Task directions — Beneath this task are records; print exactly the stretch of them from the line with "Self::Irq => cpsr" through the line with "self.pending.set(Exceptions::IRQ, self.bus.irq_pending());", both ends included.

Data listing —

● ● ● ●

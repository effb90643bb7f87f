// Copyright (c) 2024 Leela Aurelia, git@elia.garden
//
// Unless otherwise noted, this file is released and thus subject to the
// terms of the Mozilla Public License Version 2.0 (MPL-2.0) or the
// GNU General Public License Version 3 (GPL-3).
// If a copy of these licenses was not distributed with this file, you can
// obtain them at https://mozilla.org/MPL/2.0/ and http://www.gnu.org/licenses/.

use bitflags::bitflags;
use common::{Fault, IntegrityFault};

use crate::{
    interface::Bus,
    memory::Address,
    registers::{
        Flag::{FiqDisable, IrqDisable},
        Mode,
    },
    Cpu,
};

bitflags! {
    /// Exceptions waiting to be serviced.
    #[derive(Debug, Copy, Clone, PartialEq, Eq, Default)]
    #[cfg_attr(feature = "serde", derive(serde::Deserialize, serde::Serialize))]
    pub struct Exceptions: u8 {
        const RESET          = 1 << 0;
        const DATA_ABORT     = 1 << 1;
        const FIQ            = 1 << 2;
        const IRQ            = 1 << 3;
        const PREFETCH_ABORT = 1 << 4;
        const SWI            = 1 << 5;
    }
}

/// Possible exceptions, in the order they are serviced.
#[derive(Debug, Copy, Clone, PartialEq, Eq)]
pub enum Exception {
    Reset,
    DataAbort,
    Fiq,
    Irq,
    PrefetchAbort,
    Swi,
}

impl Exception {
    pub const PRIORITY: [Exception; 6] = [
        Self::Reset,
        Self::DataAbort,
        Self::Fiq,
        Self::Irq,
        Self::PrefetchAbort,
        Self::Swi,
    ];

    pub fn flag(self) -> Exceptions {
        match self {
            Self::Reset => Exceptions::RESET,
            Self::DataAbort => Exceptions::DATA_ABORT,
            Self::Fiq => Exceptions::FIQ,
            Self::Irq => Exceptions::IRQ,
            Self::PrefetchAbort => Exceptions::PREFETCH_ABORT,
            Self::Swi => Exceptions::SWI,
        }
    }

    /// Vector to set the PC to when this exception occurs.
    pub fn vector(self) -> Address {
        Address(match self {
            Self::Reset => 0x00,
            Self::Swi => 0x08,
            Self::PrefetchAbort => 0x0C,
            Self::DataAbort => 0x10,
            Self::Irq => 0x18,
            Self::Fiq => 0x1C,
        })
    }

    /// Mode to execute the exception in.
    pub fn mode(self) -> Mode {
        match self {
            Self::Reset | Self::Swi => Mode::Supervisor,
            Self::DataAbort | Self::PrefetchAbort => Mode::Abort,
            Self::Irq => Mode::Irq,
            Self::Fiq => Mode::Fiq,
        }
    }

    /// Amount subtracted from the PC at service time to form the
    /// link register value.
    /// Exceptions are serviced on the fetch after the instruction that
    /// caused them; only SWI advanced the PC past itself before that.
    fn return_offset(self) -> u32 {
        match self {
            Self::Swi => 8,
            _ => 4,
        }
    }

    /// Is this exception masked under the given CPSR?
    fn is_masked(self, cpsr: u32) -> bool {
        match self {
            Self::Fiq => cpsr & FiqDisable.mask() != 0,
            Self::Irq => cpsr & IrqDisable.mask() != 0,
            _ => false,
        }
    }
}

impl<S: Bus> Cpu<S> {
    /// Mark an exception as pending. It will be serviced on the next fetch,
    /// if nothing of higher priority is pending.
    /// IRQ and FIQ follow the bus interrupt lines instead; raising them here
    /// has no lasting effect.
    pub fn raise_exception(&mut self, kind: Exception) {
        self.pending |= kind.flag();
    }

    pub fn pending_exceptions(&self) -> Exceptions {
        self.pending
    }

    /// Refresh the interrupt lines and service the highest priority
    /// exception that is pending and not masked. At most one exception
    /// is serviced per call.
    pub(crate) fn check_exceptions(&mut self) {
        self.pending.set(Exceptions::IRQ, self.bus.irq_pending());
        self.pending.set(Exceptions::FIQ, self.bus.fiq_pending());
        if self.pending.is_empty() {
            return;
        }

        let cpsr = self.regs.cpsr();
        let serviced = Exception::PRIORITY
            .into_iter()
            .find(|e| self.pending.contains(e.flag()) && !e.is_masked(cpsr));
        if let Some(kind) = serviced {
            self.exception_occured(kind);
        }
    }

    /// An exception occurred, jump to its vector and deal with it.
    fn exception_occured(&mut self, kind: Exception) {
        log::debug!(
            "ARM7 entering {kind:?} exception from pc 0x{:08X}",
            self.regs.pc().0
        );
        let cpsr = self.regs.cpsr();
        let lr = self.regs.pc() - Address(kind.return_offset());

        self.regs.set_mode(kind.mode());
        self.regs.set_spsr(cpsr);
        self.regs.set_lr(lr);

        self.regs.set_flag(IrqDisable, true);
        self.regs.set_flag(FiqDisable, true);

        self.regs.set_pc(kind.vector());
        self.flush_pipeline();
        self.pending.remove(kind.flag());
    }

    /// Get the SPSR of the current mode; having none is an integrity fault.
    pub(crate) fn spsr_or_fault(&self) -> Result<u32, Fault> {
        self.regs.spsr().ok_or(Fault::Integrity(IntegrityFault::NoSpsr {
            cpsr: self.regs.cpsr(),
        }))
    }
}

● ● ● ●

Response to the exercise —
            Self::Irq => cpsr & IrqDisable.mask() != 0,
            _ => false,
        }
    }
}

impl<S: Bus> Cpu<S> {
    /// Mark an exception as pending. It will be serviced on the next fetch,
    /// if nothing of higher priority is pending.
    /// IRQ and FIQ follow the bus interrupt lines instead; raising them here
    /// has no lasting effect.
    pub fn raise_exception(&mut self, kind: Exception) {
        self.pending |= kind.flag();
    }

    pub fn pending_exceptions(&self) -> Exceptions {
        self.pending
    }

    /// Refresh the interrupt lines and service the highest priority
    /// exception that is pending and not masked. At most one exception
    /// is serviced per call.
    pub(crate) fn check_exceptions(&mut self) {
        self.pending.set(Exceptions::IRQ, self.bus.irq_pending());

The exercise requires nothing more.